>>

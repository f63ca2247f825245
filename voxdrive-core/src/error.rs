use thiserror::Error;

/// All errors produced by voxdrive-core.
#[derive(Debug, Error)]
pub enum VoxdriveError {
    #[error("audio device error: {0}")]
    AudioDevice(String),

    #[error("audio stream error: {0}")]
    AudioStream(String),

    #[error("no default input device found")]
    NoDefaultInputDevice,

    #[error("clip is silent after trimming")]
    EmptyAudio,

    #[error("feature extraction error: {0}")]
    FeatureExtraction(String),

    #[error("WAV error: {0}")]
    Wav(String),

    #[error("invalid vocabulary: {0}")]
    Vocabulary(String),

    #[error("model file not found: {path}")]
    ModelNotFound { path: std::path::PathBuf },

    #[error("model load error: {0}")]
    ModelLoad(String),

    #[error("scaler error: {0}")]
    Scaler(String),

    #[error("ONNX session error: {0}")]
    OnnxSession(String),

    #[error("inference error: {0}")]
    Inference(String),

    #[error("transcription error: {0}")]
    Transcription(String),

    #[error("translation error: {0}")]
    Translation(String),

    #[error("serial port error: {0}")]
    Serial(String),

    #[error("IO error: {0}")]
    Io(#[from] std::io::Error),

    #[error(transparent)]
    Other(#[from] anyhow::Error),
}

/// Convenience alias used throughout the crate.
pub type Result<T> = std::result::Result<T, VoxdriveError>;
//! Chart geometry generators.
//!
//! Each generator turns a dataset plus its scales into pixel geometry in
//! plot coordinates, and reports one [`Anchor`] per data point for the
//! interaction layer.

mod bar;
mod line;

pub use bar::{Bar, BarGeometry};
pub use line::{Curve, LineGeometry};

use crate::geometry::Point;

/// The pixel a data point is pinned to, plus the value it shows on hover.
#[derive(Debug, Clone, Copy, PartialEq)]
pub struct Anchor {
    /// Position of the point in the dataset.
    pub index: usize,
    /// Anchor pixel in plot coordinates.
    pub point: Point,
    /// Y value of the data point.
    pub value: f64,
}
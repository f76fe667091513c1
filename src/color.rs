//! Color values carried by render-tree nodes.
//!
//! Colors are plain data: the core only records them, a drawing stage
//! decides how to paint them. Config files spell them as `#rrggbb` or
//! `#rrggbbaa`.

use std::fmt;
use std::str::FromStr;

use serde::{Deserialize, Serialize};

use crate::error::ConfigurationError;

/// RGBA color with 8-bit components.
#[derive(Debug, Clone, Copy, PartialEq, Eq, Hash, Default, Serialize, Deserialize)]
#[serde(try_from = "String", into = "String")]
pub struct Rgba {
    /// Red component (0-255).
    pub r: u8,
    /// Green component (0-255).
    pub g: u8,
    /// Blue component (0-255).
    pub b: u8,
    /// Alpha component (0-255, 255 = fully opaque).
    pub a: u8,
}

impl Rgba {
    /// Fully transparent black.
    pub const TRANSPARENT: Self = Self::new(0, 0, 0, 0);
    /// Opaque black.
    pub const BLACK: Self = Self::new(0, 0, 0, 255);
    /// Opaque white.
    pub const WHITE: Self = Self::new(255, 255, 255, 255);
    /// CSS `steelblue`, the default series color.
    pub const STEELBLUE: Self = Self::rgb(70, 130, 180);

    /// Create a new RGBA color.
    #[must_use]
    pub const fn new(r: u8, g: u8, b: u8, a: u8) -> Self {
        Self { r, g, b, a }
    }

    /// Create an opaque RGB color (alpha = 255).
    #[must_use]
    pub const fn rgb(r: u8, g: u8, b: u8) -> Self {
        Self::new(r, g, b, 255)
    }

    /// Whether the color paints nothing.
    #[must_use]
    pub const fn is_transparent(self) -> bool {
        self.a == 0
    }

    /// CSS color string (`rgb(...)` when opaque, `rgba(...)` otherwise).
    #[must_use]
    pub fn to_css(self) -> String {
        if self.a == 255 {
            format!("rgb({},{},{})", self.r, self.g, self.b)
        } else {
            format!(
                "rgba({},{},{},{:.3})",
                self.r,
                self.g,
                self.b,
                f32::from(self.a) / 255.0
            )
        }
    }
}

impl FromStr for Rgba {
    type Err = ConfigurationError;

    fn from_str(s: &str) -> Result<Self, Self::Err> {
        let invalid = || ConfigurationError::InvalidColor(s.to_string());
        let hex = s.trim().strip_prefix('#').ok_or_else(invalid)?;
        if !hex.is_ascii() || !(hex.len() == 6 || hex.len() == 8) {
            return Err(invalid());
        }

        let channel = |i: usize| u8::from_str_radix(&hex[i..i + 2], 16).map_err(|_| invalid());
        let alpha = if hex.len() == 8 { channel(6)? } else { 255 };
        Ok(Self::new(channel(0)?, channel(2)?, channel(4)?, alpha))
    }
}

impl TryFrom<String> for Rgba {
    type Error = ConfigurationError;

    fn try_from(value: String) -> Result<Self, Self::Error> {
        value.parse()
    }
}

impl From<Rgba> for String {
    fn from(color: Rgba) -> Self {
        color.to_string()
    }
}

impl fmt::Display for Rgba {
    fn fmt(&self, f: &mut fmt::Formatter<'_>) -> fmt::Result {
        if self.a == 255 {
            write!(f, "#{:02x}{:02x}{:02x}", self.r, self.g, self.b)
        } else {
            write!(f, "#{:02x}{:02x}{:02x}{:02x}", self.r, self.g, self.b, self.a)
        }
    }
}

<<

◆ Work required ◆
Your answer should be a number only: the count of lines above in which the string "invalid" appears.

◆ Output below ◆
5